Using two questionnaires, we investigated the extent to which GPs and patients were aware of the gap between their subjective perceptions of adherence. The agreement on same perception of adherence was 70%. This allows two interpretations: fortunately, 70% of GP–patient pairs communicate well but, unfortunately, 30% of them communicate less well or even poorly. This should raise awareness of a communication gap and promote clear exchange and shared decision-making. A qualitative study suggested that healthcare professionals tend to address their patients’ experience of type 2 diabetes (patients’ agenda) and financial issues. Creating “a space where the expertise of both patients and health professionals” are united to set up “mutually agreed goals” allows progress from adherence to a concordance model (Citation27). This model is a part of the “patient centred approach”, with its five conceptual dimensions: biopsychosocial perspective, patient's perspective (health belief, preference, expectation), shared decision-making, therapeutic alliance, and realistic doctor's perspective (Citation28).

Conclusion

The current study shows that problems of adherence to dietary advice or physical activity were five to six times more frequent than problems with medication adherence, and that agreement between physicians’ and patients’ was rather good but far from perfect. GPs involved in type 2 diabetes mellitus management now face the challenge of actively listening to patients with one or more of the following risk factors for adherence problems: young age, single life, HbA1c > 8%, BMI > 30 kg/m2, depression, or perceiving medication as a constraint. GPs are invited to make a real and sustained effort towards concordance. A strategy of active listening and shared decision-making “in which the beliefs and preferences of the patient are taken into consideration” should enhance adherence and improve outcomes.

Acknowledgements

We would like to thank Terra JL, Laville M, and Colin C who provided methodological advice; Letrilliard L and LeGoaziou MF who participated in the focus group in the context of “Eurobstacles study” by the European General Practice Research Network (EGPRN), and the participant GPs: Altermat P, Biot-Laporte S, Blanc M, Blanc-Vannet P, Bolliet R, Bouzon M, Brys V, Buzy A, Chassagnon H, Comte C, Danière M, Dubois JP, Dupraz C, Erpeldinger S, Esturillo G, Fauche R, Févre JJ, Figon S, Flori M, Fontan E, Fouillard C, Gadot M, Girier P, Hauzanneau P, Imbert P, Jacquet JP, Jouve C, Lagarde B, Le Goaziou MF, Luciani J, Malfoy A, Marissal P, Mas JL, Prothon N, Roulet JP, Rousset JY, Souweine G, Vital-Durand M, Zerbib Y.

Northrup L and Ploin A are acknowledged for reviewing the manuscript.

This study was supported by the Collè ge Lyonnais des Gé né ralistes Enseignants, C/O Dr Lainé , 14 rue Etienne Dolet, 69600 Oullins, France.

Conflicts of interest

The authors report no conflict of interest.

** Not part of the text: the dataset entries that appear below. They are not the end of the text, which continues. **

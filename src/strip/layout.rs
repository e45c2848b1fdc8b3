// Strip geometry - tile count, sample timestamps, left-to-right packing
use egui::Rect;

/// A single tile's placement within the strip, relative to the strip origin.
#[derive(Debug, Clone, Copy, PartialEq)]
pub struct TileRect {
    pub x: f32,
    pub width: f32,
    pub height: f32,
}

/// Number of thumbnails needed to tile a strip of the given size with
/// square-ish tiles: ceil(width / height), minimum 1.
pub fn tile_count(width: f32, height: f32) -> usize {
    if width <= 0.0 || height <= 0.0 {
        return 1;
    }
    ((width / height).ceil() as usize).max(1)
}

/// Evenly spaced sample offsets over [0, duration): t[i] = i * duration / count.
pub fn sample_timestamps(duration: f64, count: usize) -> Vec<f64> {
    (0..count)
        .map(|i| i as f64 * duration / count as f64)
        .collect()
}

/// Pack `count` tiles left to right. Each tile is min(height, remaining width)
/// wide and full height; the cursor advances by the placed width, so the last
/// tile may be narrower than the rest.
pub fn layout_tiles(width: f32, height: f32, count: usize) -> Vec<TileRect> {
    let mut tiles = Vec::with_capacity(count);
    let mut x = 0.0_f32;

    for _ in 0..count {
        let remaining = width - x;
        let tile_width = height.min(remaining);
        if tile_width <= 0.0 {
            break;
        }

        tiles.push(TileRect {
            x,
            width: tile_width,
            height,
        });

        x += tile_width;
        if x >= width {
            break;
        }
    }

    tiles
}

/// UV rect that crops a texture to cover a tile (scale-to-fill, centered).
pub fn cover_uv(tex_width: u32, tex_height: u32, tile_width: f32, tile_height: f32) -> Rect {
    if tex_width == 0 || tex_height == 0 || tile_width <= 0.0 || tile_height <= 0.0 {
        return Rect::from_min_max(egui::pos2(0.0, 0.0), egui::pos2(1.0, 1.0));
    }

    let tex_aspect = tex_width as f32 / tex_height as f32;
    let tile_aspect = tile_width / tile_height;

    if tex_aspect > tile_aspect {
        // Texture is wider than the tile: crop left and right.
        let visible = tile_aspect / tex_aspect;
        let x0 = (1.0 - visible) / 2.0;
        Rect::from_min_max(egui::pos2(x0, 0.0), egui::pos2(x0 + visible, 1.0))
    } else {
        // Texture is taller than the tile: crop top and bottom.
        let visible = tex_aspect / tile_aspect;
        let y0 = (1.0 - visible) / 2.0;
        Rect::from_min_max(egui::pos2(0.0, y0), egui::pos2(1.0, y0 + visible))
    }
}

#[cfg(test)]
mod tests {
    use super::*;

    #[test]
    fn count_is_ceil_of_aspect_ratio() {
        assert_eq!(tile_count(300.0, 100.0), 3);
        assert_eq!(tile_count(301.0, 100.0), 4);
        assert_eq!(tile_count(100.0, 100.0), 1);
        assert_eq!(tile_count(250.0, 100.0), 3);
    }

    #[test]
    fn count_is_at_least_one() {
        assert_eq!(tile_count(50.0, 100.0), 1);
        assert_eq!(tile_count(0.0, 100.0), 1);
        assert_eq!(tile_count(100.0, 0.0), 1);
    }

    #[test]
    fn timestamps_are_evenly_spaced() {
        let ts = sample_timestamps(10.0, 3);
        assert_eq!(ts.len(), 3);
        assert_eq!(ts[0], 0.0);
        assert!((ts[1] - 10.0 / 3.0).abs() < 1e-9);
        assert!((ts[2] - 20.0 / 3.0).abs() < 1e-9);
    }

    #[test]
    fn timestamps_increase_and_stay_below_duration() {
        let duration = 37.5;
        let ts = sample_timestamps(duration, 8);
        for pair in ts.windows(2) {
            assert!(pair[0] < pair[1]);
        }
        for t in &ts {
            assert!(*t >= 0.0 && *t < duration);
        }
    }

    #[test]
    fn square_tiles_fill_an_exact_multiple() {
        let tiles = layout_tiles(300.0, 100.0, 3);
        assert_eq!(tiles.len(), 3);
        assert_eq!(tiles[0], TileRect { x: 0.0, width: 100.0, height: 100.0 });
        assert_eq!(tiles[1], TileRect { x: 100.0, width: 100.0, height: 100.0 });
        assert_eq!(tiles[2], TileRect { x: 200.0, width: 100.0, height: 100.0 });
    }

    #[test]
    fn last_tile_shrinks_to_remaining_width() {
        let tiles = layout_tiles(250.0, 100.0, 3);
        assert_eq!(tiles.len(), 3);
        assert_eq!(tiles[2].x, 200.0);
        assert_eq!(tiles[2].width, 50.0);
    }

    #[test]
    fn packing_stops_at_the_strip_edge() {
        // More tiles requested than fit: the extras are dropped.
        let tiles = layout_tiles(150.0, 100.0, 5);
        assert_eq!(tiles.len(), 2);
        assert_eq!(tiles[1].width, 50.0);
    }

    #[test]
    fn degenerate_strip_produces_no_tiles() {
        assert!(layout_tiles(0.0, 100.0, 3).is_empty());
        assert!(layout_tiles(100.0, 0.0, 3).is_empty());
    }

    #[test]
    fn wide_texture_is_cropped_horizontally() {
        let uv = cover_uv(300, 100, 100.0, 100.0);
        assert!((uv.min.x - 1.0 / 3.0).abs() < 1e-5);
        assert!((uv.max.x - 2.0 / 3.0).abs() < 1e-5);
        assert_eq!(uv.min.y, 0.0);
        assert_eq!(uv.max.y, 1.0);
    }

    #[test]
    fn tall_texture_is_cropped_vertically() {
        let uv = cover_uv(100, 200, 100.0, 100.0);
        assert_eq!(uv.min.x, 0.0);
        assert_eq!(uv.max.x, 1.0);
        assert!((uv.min.y - 0.25).abs() < 1e-5);
        assert!((uv.max.y - 0.75).abs() < 1e-5);
    }

    #[test]
    fn matching_aspect_uses_full_texture() {
        let uv = cover_uv(160, 160, 80.0, 80.0);
        assert_eq!(uv, Rect::from_min_max(egui::pos2(0.0, 0.0), egui::pos2(1.0, 1.0)));
    }
}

The authors alone are responsible for the content and writing of the paper. This study was funded by the French Caisse Nationale de l'Assurance Maladie des Travailleurs Salariés (CNAMTS), 50 Avenue du Professeur André Lemierre, 75986 Paris Cedex 20, France.

Related reports

Parts of data analyses were presented as preliminary reports during the following workshops:

•DIfficulties of ADherence among type 2 Diabetic patients in primary care (DIAD study). Moreau A, Aroles V, Zerbib Y. EGPRN Research on Diabetes in General Practice Tartu, Estonia, 2005.

•DIfficultés d'Observance des patients Diabétiques de type 2 En Médecine générale (étude DIODEM) Moreau A, Aroles V, Imbert P, Esturillo G. Collège National des Généralistes Enseignants. Paris, France, 2005.

•DIfficulties of ADherence among type 2 diabetes in general practice (DIAD study): from compliance to concordance. Moreau A, Souweine G, Aroles V. WONCA. Paris, France, 2007.